Skip to content

Variant Filtering

Requirements

  • Ubuntu 22.04 (8 CPUs, 32 GB)
  • bcftools (version==1.13)

Download high-coverage VCF files

From 1000 Genome Project, we download high-coverage (30X) VCF files containing 3202 samples (folder link).

Warning

Be sure to verify the MD5 checksums of the VCF files.

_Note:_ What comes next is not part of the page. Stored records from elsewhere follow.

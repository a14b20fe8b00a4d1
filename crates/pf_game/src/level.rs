//! Level files: a tile grid split into named layers plus named object layers.
//!
//! Tile layers are written as rows of single-character symbols. The level's
//! `tilesets` table maps each symbol to an image path under the asset root.
//! `.` and space are empty cells.
//!
//! ```json
//! {
//!   "version": "0.1",
//!   "level_id": "world",
//!   "tile_size": 64,
//!   "width": 4,
//!   "height": 2,
//!   "tilesets": { "G": "images/tiles/ground" },
//!   "layers": [
//!     { "type": "tiles", "name": "Main", "rows": ["....", "GGGG"] },
//!     { "type": "objects", "name": "Entities",
//!       "objects": [{ "name": "Player", "x": 10, "y": 0, "width": 0, "height": 0 }] }
//!   ]
//! }
//! ```

use serde::Deserialize;
use std::collections::{BTreeMap, HashSet};
use std::fs;
use std::path::Path;

use crate::rect::FRect;

const SUPPORTED_VERSION: &str = "0.1";

pub const MAIN_LAYER: &str = "Main";
pub const DECORATION_LAYER: &str = "Decoration";
pub const ENTITIES_LAYER: &str = "Entities";

pub const PLAYER_OBJECT: &str = "Player";
pub const GIFT_OBJECT: &str = "Gift";
/// Both names place a patrolling ground enemy.
pub const WALKER_OBJECTS: [&str; 2] = ["Worm", "Homeless"];

#[derive(Debug, Deserialize, Clone)]
pub struct LevelFile {
    pub version: String,
    pub level_id: String,
    pub tile_size: u32,
    pub width: u32,
    pub height: u32,
    #[serde(default)]
    pub tilesets: BTreeMap<String, String>,
    pub layers: Vec<LevelLayer>,
}

#[derive(Debug, Deserialize, Clone)]
#[serde(tag = "type", rename_all = "lowercase")]
pub enum LevelLayer {
    Tiles {
        name: String,
        rows: Vec<String>,
    },
    Objects {
        name: String,
        objects: Vec<LevelObject>,
    },
}

impl LevelLayer {
    pub fn name(&self) -> &str {
        match self {
            LevelLayer::Tiles { name, .. } | LevelLayer::Objects { name, .. } => name,
        }
    }
}

#[derive(Debug, Deserialize, Clone, PartialEq)]
pub struct LevelObject {
    pub name: String,
    pub x: f32,
    pub y: f32,
    #[serde(default)]
    pub width: f32,
    #[serde(default)]
    pub height: f32,
}

impl LevelObject {
    pub fn rect(&self) -> FRect {
        FRect::new(self.x, self.y, self.width, self.height)
    }
}

/// One occupied cell of a tile layer.
#[derive(Debug, Clone, PartialEq, Eq)]
pub struct TilePlacement<'a> {
    pub x: i32,
    pub y: i32,
    /// Image path from the tileset table.
    pub image: &'a str,
}

impl LevelFile {
    pub fn pixel_width(&self) -> f32 {
        (self.width * self.tile_size) as f32
    }

    pub fn pixel_height(&self) -> f32 {
        (self.height * self.tile_size) as f32
    }

    pub fn layer(&self, name: &str) -> Option<&LevelLayer> {
        self.layers.iter().find(|layer| layer.name() == name)
    }

    /// Occupied cells of a tile layer in row-major order. Missing or
    /// non-tile layers yield nothing.
    pub fn tiles(&self, layer: &str) -> Vec<TilePlacement<'_>> {
        let Some(LevelLayer::Tiles { rows, .. }) = self.layer(layer) else {
            return Vec::new();
        };
        let mut out = Vec::new();
        for (y, row) in rows.iter().enumerate() {
            for (x, symbol) in row.chars().enumerate() {
                if is_empty_symbol(symbol) {
                    continue;
                }
                if let Some(image) = self.tilesets.get(symbol.encode_utf8(&mut [0; 4]) as &str) {
                    out.push(TilePlacement {
                        x: x as i32,
                        y: y as i32,
                        image: image.as_str(),
                    });
                }
            }
        }
        out
    }

    pub fn objects(&self, layer: &str) -> &[LevelObject] {
        match self.layer(layer) {
            Some(LevelLayer::Objects { objects, .. }) => objects.as_slice(),
            _ => &[],
        }
    }
}

fn is_empty_symbol(symbol: char) -> bool {
    symbol == '.' || symbol == ' '
}

pub fn load_level_from_path(path: &Path) -> Result<LevelFile, String> {
    let raw = fs::read_to_string(path)
        .map_err(|e| format!("Failed to read level file {}: {e}", path.display()))?;
    parse_level(&raw).map_err(|e| format!("{e} ({})", path.display()))
}

pub fn parse_level(raw: &str) -> Result<LevelFile, String> {
    let level: LevelFile =
        serde_json::from_str(raw).map_err(|e| format!("Failed to parse level JSON: {e}"))?;
    validate_level(&level)?;
    Ok(level)
}

fn validate_level(level: &LevelFile) -> Result<(), String> {
    if level.version != SUPPORTED_VERSION {
        return Err(format!(
            "Level validation failed: unsupported version '{}' (expected '{SUPPORTED_VERSION}')",
            level.version
        ));
    }
    if level.layers.is_empty() {
        return Err("Level validation failed: layers array is empty".to_string());
    }
    if level.tile_size == 0 {
        return Err("Level validation failed: tile_size must be > 0".to_string());
    }
    if level.width == 0 || level.height == 0 {
        return Err("Level validation failed: width and height must be > 0".to_string());
    }
    for symbol in level.tilesets.keys() {
        let mut chars = symbol.chars();
        let single = matches!((chars.next(), chars.next()), (Some(c), None) if !is_empty_symbol(c));
        if !single {
            return Err(format!(
                "Level validation failed: tileset key '{symbol}' must be one non-empty character"
            ));
        }
    }

    let mut layer_names = HashSet::new();
    for layer in &level.layers {
        if !layer_names.insert(layer.name()) {
            return Err(format!(
                "Level validation failed: duplicate layer name '{}'",
                layer.name()
            ));
        }
        match layer {
            LevelLayer::Tiles { name, rows } => validate_rows(level, name, rows)?,
            LevelLayer::Objects { name, objects } => {
                if objects.is_empty() {
                    log::warn!("Level layer '{name}' has no objects.");
                }
                for object in objects {
                    if object.width < 0.0 || object.height < 0.0 {
                        return Err(format!(
                            "Level validation failed: object '{}' in '{name}' has negative size",
                            object.name
                        ));
                    }
                }
            }
        }
    }

    if !matches!(level.layer(MAIN_LAYER), Some(LevelLayer::Tiles { .. })) {
        return Err(format!(
            "Level validation failed: missing tile layer '{MAIN_LAYER}'"
        ));
    }
    let players = level
        .objects(ENTITIES_LAYER)
        .iter()
        .filter(|object| object.name == PLAYER_OBJECT)
        .count();
    if players != 1 {
        return Err(format!(
            "Level validation failed: expected exactly one '{PLAYER_OBJECT}' in '{ENTITIES_LAYER}', found {players}"
        ));
    }
    Ok(())
}

fn validate_rows(level: &LevelFile, name: &str, rows: &[String]) -> Result<(), String> {
    if rows.len() > level.height as usize {
        return Err(format!(
            "Level validation failed: layer '{name}' has {} rows but level height is {}",
            rows.len(),
            level.height
        ));
    }
    for (y, row) in rows.iter().enumerate() {
        if row.chars().count() > level.width as usize {
            return Err(format!(
                "Level validation failed: layer '{name}' row {y} is wider than level width {}",
                level.width
            ));
        }
        for (x, symbol) in row.chars().enumerate() {
            if is_empty_symbol(symbol) {
                continue;
            }
            if !level.tilesets.contains_key(symbol.encode_utf8(&mut [0; 4]) as &str) {
                return Err(format!(
                    "Level validation failed: layer '{name}' uses unknown tile '{symbol}' at ({x}, {y})"
                ));
            }
        }
    }
    Ok(())
}

#[cfg(test)]
mod tests {
    use super::*;
    use std::time::{SystemTime, UNIX_EPOCH};

    fn temp_file_path(name_hint: &str) -> std::path::PathBuf {
        let nanos = SystemTime::now()
            .duration_since(UNIX_EPOCH)
            .expect("system time before unix epoch")
            .as_nanos();
        std::env::temp_dir().join(format!(
            "pf_level_test_{}_{}_{}.json",
            name_hint,
            std::process::id(),
            nanos
        ))
    }

    const VALID: &str = r#"{
      "version":"0.1",
      "level_id":"test",
      "tile_size":64,
      "width":4,
      "height":3,
      "tilesets":{"G":"images/tiles/ground","F":"images/tiles/flower"},
      "layers":[
        {"type":"tiles","name":"Main","rows":["....","G..G","GGGG"]},
        {"type":"tiles","name":"Decoration","rows":["F..."]},
        {"type":"objects","name":"Entities","objects":[
          {"name":"Player","x":70,"y":10},
          {"name":"Worm","x":0,"y":60,"width":256,"height":64}
        ]}
      ]
    }"#;

    #[test]
    fn load_level_valid_file_parses() {
        let path = temp_file_path("valid");
        fs::write(&path, VALID).expect("write temp file");

        let level = load_level_from_path(&path).expect("valid level should load");
        assert_eq!(level.level_id, "test");
        assert_eq!(level.pixel_width(), 256.0);
        assert_eq!(level.pixel_height(), 192.0);
        let _ = fs::remove_file(path);
    }

    #[test]
    fn tiles_are_row_major_with_image_paths() {
        let level = parse_level(VALID).expect("valid level");
        let main = level.tiles(MAIN_LAYER);
        assert_eq!(main.len(), 6);
        assert_eq!(
            main[0],
            TilePlacement {
                x: 0,
                y: 1,
                image: "images/tiles/ground"
            }
        );
        assert_eq!(main.last().map(|t| (t.x, t.y)), Some((3, 2)));
        assert_eq!(level.tiles(DECORATION_LAYER)[0].image, "images/tiles/flower");
        assert!(level.tiles("Missing").is_empty());
        assert!(level.tiles(ENTITIES_LAYER).is_empty());
    }

    #[test]
    fn objects_keep_file_order() {
        let level = parse_level(VALID).expect("valid level");
        let names: Vec<_> = level
            .objects(ENTITIES_LAYER)
            .iter()
            .map(|o| o.name.as_str())
            .collect();
        assert_eq!(names, vec!["Player", "Worm"]);
        assert_eq!(
            level.objects(ENTITIES_LAYER)[1].rect(),
            FRect::new(0.0, 60.0, 256.0, 64.0)
        );
    }

    #[test]
    fn rejects_unknown_tile_symbol() {
        let raw = VALID.replace("\"G..G\"", "\"G..X\"");
        let err = parse_level(&raw).expect_err("unknown symbol should fail");
        assert!(err.contains("unknown tile 'X'"));
    }

    #[test]
    fn rejects_rows_outside_level() {
        let raw = VALID.replace("\"GGGG\"", "\"GGGGG\"");
        let err = parse_level(&raw).expect_err("wide row should fail");
        assert!(err.contains("wider than level width"));
    }

    #[test]
    fn rejects_missing_player() {
        let raw = VALID.replace("\"name\":\"Player\"", "\"name\":\"Gift\"");
        let err = parse_level(&raw).expect_err("level without player should fail");
        assert!(err.contains("exactly one 'Player'"));
    }

    #[test]
    fn rejects_duplicate_layer_names() {
        let raw = VALID.replace("\"name\":\"Decoration\"", "\"name\":\"Main\"");
        let err = parse_level(&raw).expect_err("duplicate layer should fail");
        assert!(err.contains("duplicate layer name"));
    }

    #[test]
    fn rejects_unsupported_version() {
        let raw = VALID.replace("\"version\":\"0.1\"", "\"version\":\"9.9\"");
        let err = parse_level(&raw).expect_err("unknown version should fail");
        assert!(err.contains("unsupported version '9.9'"));
    }

    #[test]
    fn missing_file_reports_path() {
        let err = load_level_from_path(Path::new("/nonexistent/level.json"))
            .expect_err("missing file should fail");
        assert!(err.contains("Failed to read level file"));
    }
}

Due to their large size, file transfers may be prone to interruption or corruption during transmission.

Code

Code was used to download VCF files containing 3202 samples.

set -ue

chr_num=$1
out_dir=$2
md5sum_meta=$3
max_trial=10


URL_SRC="https://ftp.1000genomes.ebi.ac.uk/vol1/ftp/data_collections/1000G_2504_high_coverage/working/20201028_3202_phased"

# check file exis
if ! [ -f ${out_dir}/chr${chr_num}_raw.vcf.gz ]; then
    echo "download chr${chr_num}_raw.vcf.gz"
    wget ${URL_SRC}/CCDG_14151_B01_GRM_WGS_2020-08-05_chr${chr_num}.filtered.shapeit2-duohmm-phased.vcf.gz -O ${out_dir}/chr${chr_num}_raw.vcf.gz
else
    echo "chr${chr_num}_raw.vcf.gz existed in ${out_dir}"
fi

# check md5sum
md5sum_ex=`md5sum ${out_dir}/chr${chr_num}_raw.vcf.gz | awk -F" " '{print $1}'`
md5sum_vcf=`awk -v chr="$chr_num" '$1 ~ ("chr" chr ".*\\.vcf\\.gz$") { print $3 }' $md5sum_meta`

trial=1
while true
do
    echo "md5sum_ex: $md5sum_ex, md5sum: $md5sum_vcf,"
    if [ $md5sum_ex == $md5sum_vcf ]; then
        echo "match md5sum ${out_dir}/chr${chr_num}_raw.vcf.gz in ${trial} trial"
        break
    else
        echo "mismatch md5sum ${out_dir}/chr${chr_num}_raw.vcf.gz in ${trial} trial"
    fi
    echo "download ref for chr${chr_num}"
    wget ${URL_SRC}/CCDG_14151_B01_GRM_WGS_2020-08-05_chr${chr_num}.filtered.shapeit2-duohmm-phased.vcf.gz -O ${out_dir}/chr${chr_num}_raw.vcf.gz
    md5sum_vcf=`md5sum ${out_dir}/chr${chr_num}_raw.vcf.gz | awk -F" " '{print $1}'`
    trial=$((trial+1))
    echo "download chr${chr_num} with $trial trials"
    if [[ $trial == $max_trial ]]; then
        echo "Max trials with chr${chr_num}"
        break
    fi

done

# Indexing
bcftools index ${out_dir}/chr${chr_num}_raw.vcf.gz
md5sum_meta contains information to verified md5sum of downloaded VCF files (source)

Filtering variants

VCF files were filtered to retain only bi-allelic SNPs with an allele count ≥ 2 to reduce noise in imputation and evaluation.

Code

set -ue

RAW_VCF=$1
SAMPLE_LIST=$2
FILTERED_VCF=$3

# Get samples in each batch and filtering to get biallelic variants
bcftools view \
    -S $SAMPLE_LIST $RAW_VCF  \
    -m2 -M2 \
    -v snps |
bcftools view \
    --exclude 'AC<=2' \
    -Oz -o $FILTERED_VCF

# Indexing the filtered VCF
bcftools index -f $FILTERED_VCF

Sample list of 2504 selected samples.

Output

  • Raw imputation panel

  1. Marta Byrska-Bishop, Uday S Evani, Xuefang Zhao, Anna O Basile, Haley J Abel, Allison A Regier, André Corvelo, Wayne E Clarke, Rajeeva Musunuri, Kshithija Nagulapalli, and others. High-coverage whole-genome sequencing of the expanded 1000 genomes project cohort including 602 trios. Cell, 185(18):3426–3440, 2022.